Park Jimin, telefonundan saate baktı. Güneş batmaya başlamış, yatak odası gökyüzünün kızılını içeri buyur etmişti. Günün bu saatlerinde, odasının cam duvarları batıya baktığı için güneşin batışında ortaya çıkan eşsiz ve birbirinin tekrarı olmayan o manzaraları, en güzel açıdan izleyebiliyordu. Belki de hayatında zevk aldığı ve ona tamamen huzurlu hissettiren tek eylem buydu. Fakat bugün, usta bir ressamın elinden çıkmış gibi boyanan gökyüzü bile kafasını dağıtamamıştı Park Jimin'in.

Çünkü onu bekliyordu.

Geleceğim demişti fakat saat yediye yaklaşıyordu, Park Jimin beklemekten sıkılmıştı. Koltuğundan kalktı, yatağına oturdu. Ayakları hala yerdeyken bedenini yatağa bıraktı ve kollarını iki yanına açtı.

Bütün gece uyumamıştı, tek düşündüğü Kim Taehyung ve geldiğinde söyleyeceği sözlerdi. Kafasında o kadar çok senaryo kurmuştu ki, beş sezonluk polisiye dizi çekebilecek kadar genişlemişti hayal gücü.

Asırlardır sürüyormuş gibi hissettiren sessizliği, kapının çalınması bozdu.

Park Jimin hemen ayaklandı, kalbi ağzında atıyordu şimdi. Kapısının önünde bir katil vardı, bir katil, bir katil, bir katil. Zihni sürekli bu kelimeyle titriyordu.

Park Jimin, derin bir nefes aldı. Soğukkanlılığını bu kadar çabuk yitireceğini düşünmemişti. Normalde gözetim altındayken bir katil ile karşı karşıya gelmek, sorun değildi. Fakat kendi evinde, tamamen savunmasız bir şekilde bir katil ile görüşecekti, bu başkaydı. Ellerinde biriken teri, siyah eşofman altına sildi ve küçük adımlarla odasından çıkıp dar koridoru geçti. Dış kapının tam önündeyken ikinci kez sabırsızca çalınan zil sesini duyduğunda, eli kapının kolunda asılı kalmıştı.

Kapıyı açtığı an Kim Taehyung'un silahının soğuk metalini alnının çatında hissettiğini hayal etti, dudaklarından öfkeli bir inleme döküldü istemeden.
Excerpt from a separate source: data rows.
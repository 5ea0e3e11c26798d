//! Headless shell runtime
//!
//! Owns the model and executes the commands `update` returns: timers go into
//! a deadline queue, listener commands attach or detach the controller on the
//! window pointer bus, and store writes come back in as messages. Everything
//! runs on the calling thread.

use std::cell::RefCell;
use std::collections::VecDeque;
use std::rc::Rc;
use std::time::Instant;

use crate::commands::Cmd;
use crate::messages::{AppMsg, Msg, ResizeMsg, StoreMsg};
use crate::model::ShellModel;
use crate::store::SubscriptionId;
use crate::update::update;

use super::clock::{Clock, SystemClock};
use super::listeners::{ListenerId, WindowListeners, WindowPointerEvent};
use super::timers::TimerQueue;

type Inbox = Rc<RefCell<VecDeque<Msg>>>;

pub struct ShellRuntime<C: Clock = SystemClock> {
    model: ShellModel,
    clock: C,
    timers: TimerQueue,
    listeners: WindowListeners,
    inbox: Inbox,
    controller_listener: Option<ListenerId>,
    store_subscription: Option<SubscriptionId>,
    redraws: u64,
}

impl<C: Clock> std::fmt::Debug for ShellRuntime<C> {
    fn fmt(&self, f: &mut std::fmt::Formatter<'_>) -> std::fmt::Result {
        f.debug_struct("ShellRuntime")
            .field("model", &self.model)
            .field("timers", &self.timers.len())
            .field("listeners", &self.listeners)
            .field("redraws", &self.redraws)
            .finish()
    }
}

impl<C: Clock> ShellRuntime<C> {
    pub fn new(model: ShellModel, clock: C) -> Self {
        Self {
            model,
            clock,
            timers: TimerQueue::new(),
            listeners: WindowListeners::new(),
            inbox: Rc::new(RefCell::new(VecDeque::new())),
            controller_listener: None,
            store_subscription: None,
            redraws: 0,
        }
    }

    pub fn model(&self) -> &ShellModel {
        &self.model
    }

    pub fn clock(&self) -> &C {
        &self.clock
    }

    /// The window pointer bus, for other components that want global events
    pub fn listeners_mut(&mut self) -> &mut WindowListeners {
        &mut self.listeners
    }

    pub fn listener_count(&self) -> usize {
        self.listeners.len()
    }

    pub fn controller_listening(&self) -> bool {
        self.controller_listener.is_some()
    }

    pub fn pending_timers(&self) -> usize {
        self.timers.len()
    }

    pub fn next_deadline(&self) -> Option<Instant> {
        self.timers.next_deadline()
    }

    pub fn redraw_count(&self) -> u64 {
        self.redraws
    }

    /// Subscribe to the store and mount the shell
    pub fn mount(&mut self) {
        if self.store_subscription.is_none() {
            let inbox = Rc::clone(&self.inbox);
            let id = self.model.store.subscribe(move |_| {
                inbox
                    .borrow_mut()
                    .push_back(Msg::Store(StoreMsg::SidebarChanged));
            });
            self.store_subscription = Some(id);
        }
        self.dispatch(Msg::App(AppMsg::Mount));
    }

    /// Unmount the shell and release every listener, subscription and timer
    pub fn unmount(&mut self) {
        self.dispatch(Msg::App(AppMsg::Unmount));
        // The model already asked for its window listener to go; make sure
        // nothing else it owned survives either
        if let Some(id) = self.controller_listener.take() {
            self.listeners.detach(id);
        }
        if let Some(id) = self.store_subscription.take() {
            self.model.store.unsubscribe(id);
        }
        self.timers.clear();
        self.inbox.borrow_mut().clear();
    }

    /// Deliver a message from a component event (hover, navigation, ...)
    pub fn dispatch(&mut self, msg: Msg) {
        self.run_due_timers();
        self.inbox.borrow_mut().push_back(msg);
        let now = self.clock.now();
        self.drain(now);
    }

    /// Deliver a window-level pointer event to every attached listener
    pub fn window_event(&mut self, event: WindowPointerEvent) {
        self.run_due_timers();
        self.listeners.dispatch(&event);
        let now = self.clock.now();
        self.drain(now);
    }

    /// Fire due timers and process queued messages (e.g. external store writes)
    pub fn pump(&mut self) {
        self.run_due_timers();
        let now = self.clock.now();
        self.drain(now);
    }

    /// Fire every timer due at the current clock time, each at its own deadline
    pub fn run_due_timers(&mut self) {
        let now = self.clock.now();
        while let Some(fired) = self.timers.pop_due(now) {
            // Anything queued before the timer was due goes first
            self.drain(fired.deadline);
            self.inbox
                .borrow_mut()
                .push_back(fired.timer.fired(fired.generation));
            self.drain(fired.deadline);
        }
    }

    fn drain(&mut self, at: Instant) {
        loop {
            let next = self.inbox.borrow_mut().pop_front();
            let Some(msg) = next else {
                break;
            };
            self.model.now = at;
            if let Some(cmd) = update(&mut self.model, msg) {
                self.process_cmd(cmd, at);
            }
        }
    }

    fn process_cmd(&mut self, cmd: Cmd, at: Instant) {
        match cmd {
            Cmd::None => {}
            Cmd::Redraw => self.redraws += 1,
            Cmd::Batch(cmds) => {
                for cmd in cmds {
                    self.process_cmd(cmd, at);
                }
            }
            Cmd::ScheduleTimer {
                timer,
                generation,
                delay,
            } => {
                self.timers.schedule(at + delay, timer, generation);
            }
            Cmd::AttachWindowListeners => {
                if self.controller_listener.is_none() {
                    let inbox = Rc::clone(&self.inbox);
                    let id = self.listeners.attach(move |event| {
                        let msg = match *event {
                            WindowPointerEvent::Move { client_x, .. } => {
                                Msg::Resize(ResizeMsg::PointerMove { client_x })
                            }
                            WindowPointerEvent::Up => Msg::Resize(ResizeMsg::Stop),
                        };
                        inbox.borrow_mut().push_back(msg);
                    });
                    self.controller_listener = Some(id);
                }
            }
            Cmd::DetachWindowListeners => {
                if let Some(id) = self.controller_listener.take() {
                    self.listeners.detach(id);
                }
            }
        }
    }
}

impl<C: Clock> Drop for ShellRuntime<C> {
    fn drop(&mut self) {
        if let Some(id) = self.store_subscription.take() {
            self.model.store.unsubscribe(id);
        }
    }
}
//! Command types for the Elm-style architecture
//!
//! Commands represent side effects that should be performed after an update.
//! The shell never owns a timer or a listener itself: it asks the runtime for
//! one and identifies the answer by generation.

use std::time::Duration;

use crate::messages::{DrawerMsg, Msg, ResizeMsg, SlotMsg};

/// Identity of one scheduled timer
///
/// Generations are unique for the lifetime of a model. Cancelling a timer is
/// done by forgetting its generation; when it fires, the mismatch drops it.
#[derive(Debug, Clone, Copy, PartialEq, Eq, PartialOrd, Ord, Hash)]
pub struct TimerGeneration(pub u64);

/// The kinds of timers the shell schedules
#[derive(Debug, Clone, Copy, PartialEq, Eq, Hash)]
pub enum TimerId {
    /// Hover delay before the queue drawer opens
    DrawerReveal,
    /// Delayed re-check after the pointer leaves the drawer
    DrawerCloseCheck,
    /// Trailing edge of the resize throttle
    ResizeThrottle,
    /// End of the current slot enter/exit transition
    SlotTransition,
}

impl TimerId {
    /// Message delivered to `update` when this timer fires
    pub fn fired(self, generation: TimerGeneration) -> Msg {
        match self {
            TimerId::DrawerReveal => Msg::Drawer(DrawerMsg::RevealElapsed(generation)),
            TimerId::DrawerCloseCheck => Msg::Drawer(DrawerMsg::CloseCheckElapsed(generation)),
            TimerId::ResizeThrottle => Msg::Resize(ResizeMsg::ThrottleElapsed(generation)),
            TimerId::SlotTransition => Msg::Slot(SlotMsg::TransitionElapsed(generation)),
        }
    }
}

/// Commands returned by update functions
#[derive(Debug, Clone, Default, PartialEq)]
pub enum Cmd {
    /// No command - do nothing
    #[default]
    None,
    /// Request a redraw of the shell
    Redraw,
    /// Execute multiple commands
    Batch(Vec<Cmd>),
    /// Deliver `timer.fired(generation)` after `delay`
    ScheduleTimer {
        timer: TimerId,
        generation: TimerGeneration,
        delay: Duration,
    },
    /// Start receiving window-wide pointer move/up events
    AttachWindowListeners,
    /// Stop receiving window-wide pointer events
    DetachWindowListeners,
}

impl Cmd {
    /// Create a batch of commands
    pub fn batch(cmds: Vec<Cmd>) -> Self {
        Cmd::Batch(cmds)
    }

    pub fn schedule(timer: TimerId, generation: TimerGeneration, delay: Duration) -> Self {
        Cmd::ScheduleTimer {
            timer,
            generation,
            delay,
        }
    }

    /// Check if this command requires a redraw
    pub fn needs_redraw(&self) -> bool {
        match self {
            Cmd::Redraw => true,
            Cmd::Batch(cmds) => cmds.iter().any(|c| c.needs_redraw()),
            _ => false,
        }
    }

    /// Combine two optional commands, flattening trivial cases
    pub fn merge(a: Option<Cmd>, b: Option<Cmd>) -> Option<Cmd> {
        let a = a.filter(|cmd| *cmd != Cmd::None);
        let b = b.filter(|cmd| *cmd != Cmd::None);
        match (a, b) {
            (None, other) | (other, None) => other,
            (Some(Cmd::Batch(mut left)), Some(Cmd::Batch(right))) => {
                left.extend(right);
                Some(Cmd::Batch(left))
            }
            (Some(Cmd::Batch(mut left)), Some(right)) => {
                left.push(right);
                Some(Cmd::Batch(left))
            }
            (Some(left), Some(right)) => Some(Cmd::Batch(vec![left, right])),
        }
    }

    /// Flatten nested batches into a list, dropping `None`
    pub fn flatten(self) -> Vec<Cmd> {
        match self {
            Cmd::None => Vec::new(),
            Cmd::Batch(cmds) => cmds.into_iter().flat_map(Cmd::flatten).collect(),
            other => vec![other],
        }
    }
}

#[cfg(test)]
mod tests {
    use super::*;

    #[test]
    fn test_merge_flattens_batches() {
        let merged = Cmd::merge(
            Some(Cmd::Batch(vec![Cmd::Redraw])),
            Some(Cmd::AttachWindowListeners),
        );
        assert_eq!(
            merged,
            Some(Cmd::Batch(vec![Cmd::Redraw, Cmd::AttachWindowListeners]))
        );
        assert_eq!(Cmd::merge(None, Some(Cmd::Redraw)), Some(Cmd::Redraw));
        assert_eq!(Cmd::merge(Some(Cmd::None), None), None);
    }

    #[test]
    fn test_merge_drops_none_on_either_side() {
        assert_eq!(Cmd::merge(None, Some(Cmd::None)), None);
        assert_eq!(Cmd::merge(Some(Cmd::None), Some(Cmd::None)), None);
        assert_eq!(
            Cmd::merge(Some(Cmd::None), Some(Cmd::Redraw)),
            Some(Cmd::Redraw)
        );
        assert_eq!(
            Cmd::merge(Some(Cmd::DetachWindowListeners), Some(Cmd::None)),
            Some(Cmd::DetachWindowListeners)
        );
    }

    #[test]
    fn test_needs_redraw_looks_inside_batches() {
        assert!(!Cmd::AttachWindowListeners.needs_redraw());
        assert!(Cmd::batch(vec![Cmd::DetachWindowListeners, Cmd::Redraw]).needs_redraw());
    }

    #[test]
    fn test_flatten_drops_none() {
        let cmd = Cmd::batch(vec![
            Cmd::None,
            Cmd::batch(vec![Cmd::Redraw, Cmd::None]),
            Cmd::DetachWindowListeners,
        ]);
        assert_eq!(cmd.flatten(), vec![Cmd::Redraw, Cmd::DetachWindowListeners]);
    }
}
//! Runtime module - executes commands for the shell model
//!
//! This module contains everything between the pure update functions and
//! the outside world:
//! - `clock` - system and manual time sources
//! - `timers` - deadline-ordered timer queue
//! - `listeners` - window-wide pointer event bus
//! - `shell` - the single-threaded runtime driving `update`
//! - `trace` - scripted event replay

pub mod clock;
pub mod listeners;
pub mod shell;
pub mod timers;
pub mod trace;

pub use clock::{Clock, ManualClock, SystemClock};
pub use listeners::{ListenerId, WindowListeners, WindowPointerEvent};
pub use shell::ShellRuntime;
pub use timers::TimerQueue;
pub use trace::{replay, ReplayReport, Trace, TraceError, TraceEvent, TraceStep};
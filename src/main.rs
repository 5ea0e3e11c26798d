//! player-shell binary: replay event traces through the layout shell

use anyhow::{Context, Result};
use clap::Parser;

use player_shell::cli::{CliArgs, Command};
use player_shell::config::ShellConfig;
use player_shell::config_paths;
use player_shell::runtime::{replay, Trace};

fn main() -> Result<()> {
    player_shell::tracing::init();

    let args = CliArgs::parse();
    let config = match &args.config {
        Some(path) => ShellConfig::load_from(path),
        None => ShellConfig::load(),
    };

    match args.command {
        Command::Replay {
            trace,
            width,
            height,
            settle_ms,
            compact,
        } => {
            let trace = config_paths::resolve_trace(&trace);
            let mut script = Trace::load(&trace)?;
            if let Some(width) = width {
                script.window.0 = width;
            }
            if let Some(height) = height {
                script.window.1 = height;
            }
            if let Some(settle_ms) = settle_ms {
                script.settle_ms = settle_ms;
            }

            tracing::info!(steps = script.steps.len(), "replaying {}", trace.display());
            let report = replay(&script, &config)?;

            let json = if compact {
                serde_json::to_string(&report)
            } else {
                serde_json::to_string_pretty(&report)
            }
            .context("Failed to serialize replay report")?;
            println!("{json}");
        }
        Command::Config => {
            let yaml = serde_yaml::to_string(&config).context("Failed to serialize config")?;
            print!("{yaml}");
        }
        Command::Logs => {
            let path = config_paths::latest_log_file().context("No log file found")?;
            println!("{}", path.display());
        }
    }

    Ok(())
}
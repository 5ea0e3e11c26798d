//! Configuration file tests

use std::time::Duration;

use player_shell::config::{ShellConfig, TransitionTiming, WidthRange};
use player_shell::messages::{DrawerMsg, Msg, ResizeMsg};
use player_shell::model::{Edge, Route, ShellModel, SidebarConfig};
use player_shell::runtime::{ManualClock, ShellRuntime, WindowPointerEvent};
use player_shell::store::LayoutStore;
use tempfile::TempDir;

#[test]
fn test_save_and_load_round_trip() {
    let dir = TempDir::new().unwrap();
    let path = dir.path().join("nested").join("config.yaml");

    let mut config = ShellConfig::default();
    config.sidebar.left = WidthRange::new(200.0, 500.0, 320.0);
    config.timing.reveal_delay_ms = 750;
    config.animation.drawer = TransitionTiming::new(150, 120);
    config.chrome.player_bar_height = 72.0;

    config.save_to(&path).unwrap();
    assert!(path.exists());
    assert_eq!(ShellConfig::load_from(&path), config);
}

#[test]
fn test_missing_file_gives_defaults() {
    let dir = TempDir::new().unwrap();
    let config = ShellConfig::load_from(&dir.path().join("absent.yaml"));
    assert_eq!(config, ShellConfig::default());
}

#[test]
fn test_malformed_file_gives_defaults() {
    let dir = TempDir::new().unwrap();
    let path = dir.path().join("config.yaml");
    std::fs::write(&path, "sidebar: [this is not\n  a mapping").unwrap();

    assert_eq!(ShellConfig::load_from(&path), ShellConfig::default());
}

#[test]
fn test_partial_file_overrides_only_named_fields() {
    let dir = TempDir::new().unwrap();
    let path = dir.path().join("config.yaml");
    std::fs::write(&path, "timing:\n  reveal_delay_ms: 250\n").unwrap();

    let config = ShellConfig::load_from(&path);
    assert_eq!(config.timing.reveal_delay(), Duration::from_millis(250));
    assert_eq!(config.timing.drawer_close_delay(), Duration::from_millis(50));
    assert_eq!(config.sidebar, ShellConfig::default().sidebar);
}

fn runtime(config: ShellConfig) -> (ShellRuntime<ManualClock>, ManualClock, LayoutStore) {
    let store = LayoutStore::new(SidebarConfig::from_limits(&config.sidebar));
    let model = ShellModel::new(store.clone(), config, (1280.0, 800.0))
        .with_route(Route::new("/library/artists"));
    let clock = ManualClock::new();
    let mut rt = ShellRuntime::new(model, clock.clone());
    rt.mount();
    (rt, clock, store)
}

#[test]
fn test_configured_reveal_delay_is_used() {
    let mut config = ShellConfig::default();
    config.timing.reveal_delay_ms = 250;
    let (mut rt, clock, _store) = runtime(config);

    rt.dispatch(Msg::Drawer(DrawerMsg::RevealEnter));
    clock.advance(Duration::from_millis(249));
    rt.pump();
    assert!(!rt.model().drawer.open);
    clock.advance(Duration::from_millis(1));
    rt.pump();
    assert!(rt.model().drawer.open);
}

#[test]
fn test_configured_limits_clamp_drags() {
    let mut config = ShellConfig::default();
    config.sidebar.left = WidthRange::new(200.0, 320.0, 260.0);
    let (mut rt, _clock, store) = runtime(config);
    assert_eq!(store.sidebar_config().left_width.as_str(), "260px");

    rt.dispatch(Msg::Resize(ResizeMsg::Start(Edge::Left)));
    rt.window_event(WindowPointerEvent::Move {
        client_x: 900.0,
        client_y: 0.0,
    });
    rt.window_event(WindowPointerEvent::Up);
    assert_eq!(store.sidebar_config().left_width.as_str(), "320px");
}
//! Update functions for the Elm-style architecture
//!
//! All state transformations flow through these functions.

mod app;
mod drawer;
mod layout;
mod resize;
mod slot;

use crate::commands::Cmd;
use crate::messages::Msg;
use crate::model::ShellModel;

#[cfg(debug_assertions)]
use crate::tracing::LayoutSnapshot;
#[cfg(debug_assertions)]
use tracing::{debug, span, Level};

pub use app::update_app;
pub use drawer::update_drawer;
pub use layout::{update_layout, update_nav, update_store};
pub use resize::update_resize;
pub use slot::{reconcile, settle, update_slot};

/// Main update function - dispatches to sub-handlers
///
/// In debug builds, this wraps with tracing instrumentation.
/// In release builds, it's a direct dispatch with zero overhead.
#[inline]
pub fn update(model: &mut ShellModel, msg: Msg) -> Option<Cmd> {
    #[cfg(debug_assertions)]
    {
        update_traced(model, msg)
    }
    #[cfg(not(debug_assertions))]
    {
        update_inner(model, msg)
    }
}

/// Inner update logic (no tracing)
fn update_inner(model: &mut ShellModel, msg: Msg) -> Option<Cmd> {
    // An unmounted shell only reacts to being mounted again
    if !model.mounted && !matches!(msg, Msg::App(_)) {
        tracing::trace!(target: "message", msg = %msg.type_name(), "ignored while unmounted");
        return None;
    }

    match msg {
        Msg::Resize(m) => resize::update_resize(model, m),
        Msg::Drawer(m) => drawer::update_drawer(model, m),
        Msg::Slot(m) => slot::update_slot(model, m),
        Msg::Nav(m) => layout::update_nav(model, m),
        Msg::Store(m) => layout::update_store(model, m),
        Msg::Layout(m) => layout::update_layout(model, m),
        Msg::App(m) => app::update_app(model, m),
    }
}

/// Update with tracing instrumentation (debug builds only)
#[cfg(debug_assertions)]
fn update_traced(model: &mut ShellModel, msg: Msg) -> Option<Cmd> {
    let is_noisy = msg.is_noisy();
    let msg_name = msg.type_name();
    let _span = if is_noisy {
        None
    } else {
        Some(span!(Level::DEBUG, "update", msg = %msg_name).entered())
    };

    let before = LayoutSnapshot::from_model(model);

    if !is_noisy {
        debug!(target: "message", msg = %msg_name, "processing");
    }

    let result = update_inner(model, msg);

    let after = LayoutSnapshot::from_model(model);
    if let Some(diff) = before.diff(&after) {
        debug!(target: "layout", %diff, "state changed");
    }

    debug_assert!(
        !(after.show_drawer_button && after.show_side_panel),
        "drawer button and side panel both visible after {msg_name}"
    );

    result
}
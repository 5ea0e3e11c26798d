//! Player shell - Elm-style layout controller for a desktop music player
//!
//! This crate provides the state and logic of the shell around a player's
//! routed content: resizable sidebars, the hover-revealed queue drawer, the
//! expanded queue panel and their route-aware visibility. Rendering is left
//! to whoever consumes the model.

pub mod cli;
pub mod commands;
pub mod config;
pub mod config_paths;
pub mod messages;
pub mod model;
pub mod runtime;
pub mod store;
pub mod tracing;
pub mod update;
pub mod view;

// Re-export commonly used types
pub use commands::Cmd;
pub use config::ShellConfig;
pub use messages::Msg;
pub use model::ShellModel;
pub use runtime::ShellRuntime;
pub use store::LayoutStore;
//! Current navigation location as seen by the shell

use serde::{Deserialize, Serialize};

/// Route that hides both the queue drawer and the side panel
pub const NOW_PLAYING: &str = "/now-playing";

/// Default location before the navigation provider reports one
pub const HOME: &str = "/";

#[derive(Debug, Clone, PartialEq, Eq, Hash, Serialize, Deserialize)]
#[serde(transparent)]
pub struct Route(String);

impl Route {
    pub fn new(path: impl Into<String>) -> Self {
        Route(path.into())
    }

    pub fn path(&self) -> &str {
        &self.0
    }

    /// Exact match, as the router reports `pathname` without query or hash
    pub fn is_now_playing(&self) -> bool {
        self.0 == NOW_PLAYING
    }
}

impl Default for Route {
    fn default() -> Self {
        Route::new(HOME)
    }
}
"Kendine gel, sana bir şey yapmayacak." diye fısıldadı kendine. "Sana zarar vermeye cesaret edemez." söylediklerine kendini inandıramıyordu.

Yine de kapıyı açtı.

"Anne?" tamam, işte bunu beklemiyordu.

"Ne, başkasını mı bekliyordun yoksa?" dedi annesi Park Jimin'i kenara itip hızla içeri girdiğinde. Bir süre buruşturduğu suratı ile orada dikilse de, en sonunda kapıyı örtüp annesinin peşinden oturma odasına girdi Park Jimin. Annesi koltuğa oturmuş, hırkasını çıkartıyordu.

"Neden geldin?" diye sordu annesinin karşısındaki koltuğa otururken. Ayaklarını topladı ve kolunu yorgun bir şekilde kafasının altına yerleştirdi bunu sorarken.

"Chimchim, anneyle böyle konuşulmaz." kadın alınmış gibi dudaklarını büzmüştü. Oğlunun aksine, ellilerinde bile yaşama sevinci ve enerjisi ile dolu, gülümsemesi yüzünden düşmeyen bir insandı Bayan Park.

"Bana şöyle seslenmekten vazgeç."

Sesindeki gerginliği belli etmemeye çalışıyordu fakat elinde değildi. Bir katilin yolunu gözlemekten daha korkutucu bir şey varsa, oda bir katilin yolunu annesi evdeyken gözlemekti.

"Nedenmiş? Dört yaşındayken çok severdin sana böyle seslenmemi." Park Jimin gözlerini büyültüp annesine 'cidden mi?' bakışı attıktan sonra kızıllığını yitiren, artık grimsi bir mora dönüşen havaya dikti gözlerini.

"Anne, gitmen gerekiyor." dedi düz bir sesle.

"Oğlum, seni özlüyorum." bu sözlerle başını tekrar annesine çevirdi. Kadın dolu gözlerle bakıyordu ona.